En avril 2003, Dutroux, Lelièvre, Martin et Nihoul sont renvoyés
devant les assises. L'enquête menée pendant 7 ans n'a finalement pas
permis d'identifier d'autres suspects. Un dossier "Dutroux bis"
a cependant été ouvert pour permettre d'éventuelles nouvelles
inculpations. Il sera refermé en octobre 2010 après qu'aucun des
quelque 6.000 cheveux saisis chez Dutroux n'ait révélé la présence
d'autres suspects.
Le 22 juin 2004, les quatre accusés du dossier "Dutroux et consorts"

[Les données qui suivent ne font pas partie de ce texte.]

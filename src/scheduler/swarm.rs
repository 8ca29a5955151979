use serde::Deserialize;

#[derive(Debug, thiserror::Error, PartialEq, Eq)]
pub enum SwarmConfigError {
    #[error("min_instances_per_host ({min}) exceeds max_instances_per_host ({max})")]
    LocalMinAboveLocalMax { min: u32, max: u32 },
    #[error("max_instances_per_host ({local}) exceeds max_instances_global ({global})")]
    LocalMaxAboveGlobalMax { local: u32, global: u32 },
    #[error("min_instances_per_host ({local}) exceeds max_instances_global ({global})")]
    LocalMinAboveGlobalMax { local: u32, global: u32 },
    #[error("min_instances_global ({min}) exceeds max_instances_global ({max})")]
    GlobalMinAboveGlobalMax { min: u32, max: u32 },
}

/// Capacity policy bounding instances per host and across the cluster.
///
/// Unset minimums are 0, unset maximums unbounded.
#[derive(Debug, Clone, Copy, Default, Deserialize, PartialEq, Eq)]
#[serde(deny_unknown_fields)]
pub struct SwarmSchedule {
    #[serde(default)]
    pub min_instances_per_host: Option<u32>,
    #[serde(default)]
    pub max_instances_per_host: Option<u32>,
    #[serde(default)]
    pub min_instances_global: Option<u32>,
    #[serde(default)]
    pub max_instances_global: Option<u32>,
}

impl SwarmSchedule {
    fn local_min(&self) -> u32 {
        self.min_instances_per_host.unwrap_or(0)
    }

    fn local_max(&self) -> u32 {
        self.max_instances_per_host.unwrap_or(u32::MAX)
    }

    fn global_min(&self) -> u32 {
        self.min_instances_global.unwrap_or(0)
    }

    fn global_max(&self) -> u32 {
        self.max_instances_global.unwrap_or(u32::MAX)
    }

    pub fn validate(&self) -> Result<(), SwarmConfigError> {
        let (local_min, local_max) = (self.local_min(), self.local_max());
        let (global_min, global_max) = (self.global_min(), self.global_max());
        if local_min > local_max {
            return Err(SwarmConfigError::LocalMinAboveLocalMax {
                min: local_min,
                max: local_max,
            });
        }
        if local_max > global_max {
            return Err(SwarmConfigError::LocalMaxAboveGlobalMax {
                local: local_max,
                global: global_max,
            });
        }
        if local_min > global_max {
            return Err(SwarmConfigError::LocalMinAboveGlobalMax {
                local: local_min,
                global: global_max,
            });
        }
        if global_min > global_max {
            return Err(SwarmConfigError::GlobalMinAboveGlobalMax {
                min: global_min,
                max: global_max,
            });
        }
        Ok(())
    }

    /// Containers to start on this host given the instances already running
    /// here and across the cluster. Never more than one per call.
    pub fn schedule(&self, local: u32, global: u32) -> Result<u32, SwarmConfigError> {
        self.validate()?;
        if global >= self.global_max() {
            return Ok(0);
        }
        if local < self.local_max() {
            return Ok(1);
        }
        Ok(0)
    }
}

#[cfg(test)]
mod tests {
    use super::*;
    use quickcheck_macros::quickcheck;

    fn swarm(local_max: u32, global_max: u32) -> SwarmSchedule {
        SwarmSchedule {
            max_instances_per_host: Some(local_max),
            max_instances_global: Some(global_max),
            ..Default::default()
        }
    }

    #[test]
    fn test_global_max_reached() {
        assert_eq!(swarm(1, 1).schedule(0, 1), Ok(0));
        assert_eq!(swarm(1, 1).schedule(0, 3), Ok(0));
    }

    #[test]
    fn test_one_start_per_pass() {
        assert_eq!(swarm(1, 1).schedule(0, 0), Ok(1));
        assert_eq!(swarm(5, 10).schedule(0, 0), Ok(1));
        assert_eq!(swarm(5, 10).schedule(5, 5), Ok(0));
    }

    #[test]
    fn test_unbounded_schedule() {
        assert_eq!(SwarmSchedule::default().schedule(100, 1000), Ok(1));
    }

    #[test]
    fn test_invalid_bounds() {
        let schedule = SwarmSchedule {
            min_instances_per_host: Some(3),
            max_instances_per_host: Some(2),
            ..Default::default()
        };
        assert_eq!(
            schedule.schedule(0, 0),
            Err(SwarmConfigError::LocalMinAboveLocalMax { min: 3, max: 2 })
        );
        assert_eq!(
            swarm(4, 2).validate(),
            Err(SwarmConfigError::LocalMaxAboveGlobalMax {
                local: 4,
                global: 2
            })
        );
    }

    #[test]
    fn test_from_toml() {
        let schedule: SwarmSchedule = toml::from_str(
            r#"
            max_instances_per_host = 1
            max_instances_global = 3
        "#,
        )
        .unwrap();
        assert_eq!(schedule, swarm(1, 3));
        assert!(toml::from_str::<SwarmSchedule>("max_per_host = 1").is_err());
    }

    #[quickcheck]
    fn never_more_than_one(local: u32, global: u32, local_max: u8, extra: u8) -> bool {
        let schedule = swarm(local_max as u32, local_max as u32 + extra as u32);
        schedule.schedule(local, global).is_ok_and(|n| n <= 1)
    }
}
use std::collections::HashSet;
use std::path::Path;
use std::time::Duration;

use serde::Deserialize;

use crate::discovery::{DEFAULT_DOMAIN_KEY, DiscoveryContainerMatcher, MatchError, WatchContainerSpec};
use crate::registry::ReleaseConfig;
use crate::runtime::ContainerOptions;
use crate::scheduler::{DEFAULT_NAME_TEMPLATE, NameContext, SwarmConfigError, SwarmSchedule, render_name};
use crate::template::TemplateError;
use crate::vacuum::{VacuumConfig, VacuumConfigError};

#[derive(Debug, thiserror::Error)]
pub enum ConfigError {
    #[error("IO error: {0}")]
    Io(#[from] std::io::Error),
    #[error("TOML error: {0}")]
    Toml(#[from] toml::de::Error),
    #[error("Rule error: {0}")]
    Match(#[from] MatchError),
    #[error("Service {service}: {source}")]
    Swarm {
        service: String,
        #[source]
        source: SwarmConfigError,
    },
    #[error("Service {service}: invalid vacuum: {source}")]
    Vacuum {
        service: String,
        #[source]
        source: VacuumConfigError,
    },
    #[error("Service {service}: invalid name template: {source}")]
    Template {
        service: String,
        #[source]
        source: TemplateError,
    },
    #[error("Service {0} has a schedule but no release")]
    MissingRelease(String),
    #[error("Domain {0} is declared twice")]
    DuplicateDomain(String),
    #[error("{0} must be positive")]
    ZeroInterval(&'static str),
}

fn default_max_attempts() -> usize {
    3
}

fn default_resync_seconds() -> u64 {
    30
}

fn default_scan_seconds() -> u64 {
    60
}

fn default_domain_key() -> String {
    DEFAULT_DOMAIN_KEY.to_string()
}

fn default_name_template() -> String {
    DEFAULT_NAME_TEMPLATE.to_string()
}

#[derive(Debug, Clone, Deserialize)]
#[serde(deny_unknown_fields)]
pub struct HerdsmanConfig {
    /// Failed instances of a release before its scheduling is suspended.
    #[serde(default = "default_max_attempts")]
    pub max_attempts: usize,
    /// Seconds between scheduler passes when nothing changes.
    #[serde(default = "default_resync_seconds")]
    pub resync_seconds: u64,
    /// Seconds between full container scans.
    #[serde(default = "default_scan_seconds")]
    pub scan_seconds: u64,
    #[serde(default = "default_domain_key")]
    pub domain_label: String,
    #[serde(default = "default_domain_key")]
    pub domain_env: String,
    /// Docker socket. Local defaults (`DOCKER_HOST`) are used when unset.
    #[serde(default)]
    pub docker_socket: Option<String>,
    #[serde(default, rename = "domain")]
    pub domains: Vec<DomainConfig>,
}

#[derive(Debug, Clone, Deserialize)]
#[serde(deny_unknown_fields)]
pub struct DomainConfig {
    pub name: String,
    #[serde(default, rename = "service")]
    pub services: Vec<ServiceConfig>,
}

#[derive(Debug, Clone, Deserialize)]
#[serde(deny_unknown_fields)]
pub struct ServiceConfig {
    pub name: String,
    pub watch: WatchContainerSpec,
    #[serde(default)]
    pub schedule: Option<SwarmSchedule>,
    #[serde(default)]
    pub vacuum: Option<VacuumConfig>,
    #[serde(default)]
    pub release: Option<ReleaseConfig>,
    #[serde(default)]
    pub container: ContainerOptions,
    #[serde(default = "default_name_template")]
    pub name_template: String,
}

impl HerdsmanConfig {
    pub fn try_init_from_string(config: &str) -> Result<Self, ConfigError> {
        let config: Self = toml::from_str(config)?;
        config.validate()?;
        Ok(config)
    }

    pub fn try_init(path: &Path) -> Result<Self, ConfigError> {
        let config = std::fs::read_to_string(path)?;
        Self::try_init_from_string(&config)
    }

    pub fn resync_interval(&self) -> Duration {
        Duration::from_secs(self.resync_seconds)
    }

    pub fn scan_interval(&self) -> Duration {
        Duration::from_secs(self.scan_seconds)
    }

    /// Every configured service with its domain.
    pub fn services(&self) -> impl Iterator<Item = (&DomainConfig, &ServiceConfig)> {
        self.domains
            .iter()
            .flat_map(|domain| domain.services.iter().map(move |service| (domain, service)))
    }

    fn validate(&self) -> Result<(), ConfigError> {
        if self.resync_seconds == 0 {
            return Err(ConfigError::ZeroInterval("resync_seconds"));
        }
        if self.scan_seconds == 0 {
            return Err(ConfigError::ZeroInterval("scan_seconds"));
        }

        let mut domains = HashSet::new();
        for domain in &self.domains {
            if !domains.insert(domain.name.as_str()) {
                return Err(ConfigError::DuplicateDomain(domain.name.clone()));
            }
        }

        for (domain, service) in self.services() {
            let label = format!("{}/{}", domain.name, service.name);
            if let Some(schedule) = &service.schedule {
                schedule.validate().map_err(|source| ConfigError::Swarm {
                    service: label.clone(),
                    source,
                })?;
                if service.release.is_none() {
                    return Err(ConfigError::MissingRelease(label));
                }
            }
            if let Some(vacuum) = &service.vacuum {
                vacuum.validate().map_err(|source| ConfigError::Vacuum {
                    service: label.clone(),
                    source,
                })?;
            }

            let sample = NameContext {
                domain: domain.name.clone(),
                service: service.name.clone(),
                image: "image:tag".to_string(),
                version: "tag".to_string(),
                sequence: 1,
            };
            render_name(&service.name_template, &sample).map_err(|source| {
                ConfigError::Template {
                    service: label.clone(),
                    source,
                }
            })?;
        }

        // Rules compile or the duplicate check fails here
        self.matcher()?;
        Ok(())
    }

    pub fn matcher(&self) -> Result<DiscoveryContainerMatcher, ConfigError> {
        let mut matcher = DiscoveryContainerMatcher::new(&self.domain_label, &self.domain_env);
        for (domain, service) in self.services() {
            matcher.add_rule(&domain.name, &service.name, &service.watch)?;
        }
        Ok(matcher)
    }
}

écopent, après plus de 3 mois de procès devant les assises d'Arlon, de
peines variant entre 5 ans de prison et la réclusion à perpétuité.
Michel Nihoul, qui n'a pas été condamné pour enlèvement et a donc écopé
de la peine la plus faible, a aujourd'hui quitté la prison et Michelle
Martin a obtenu une libération conditionnelle qui n'a pas encore pu
être exécutée, les Français refusant de l'accueillir sur leur
territoire comme le prévoyait le plan de reclassement. Marc Dutroux,
qui se plaint régulièrement de ses conditions de détention, et Michel
Lelièvre sont toujours derrière les barreaux.
Quinze ans après l'éclatement de l'affaire, et alors que la vérité
judiciaire a été rendue, les parties civiles savent que des questions
resteront toujours sans réponse. Sabine et Laetitia ignorent ainsi quel
sort leur aurait été réservé si elles n'avaient pas été découvertes le
15 août; Les familles Lejeune et Russo ne savent pas comment sont
mortes leurs enfants et ce qu'elles ont dû subir avant leur décès; La
population n'a toujours pas compris pourquoi les informations
concernant Dutroux n'ont pas été diffusées en 1995; Le rôle exact joué
par Michel Nihoul reste quant à lui flou pour bien des observateurs.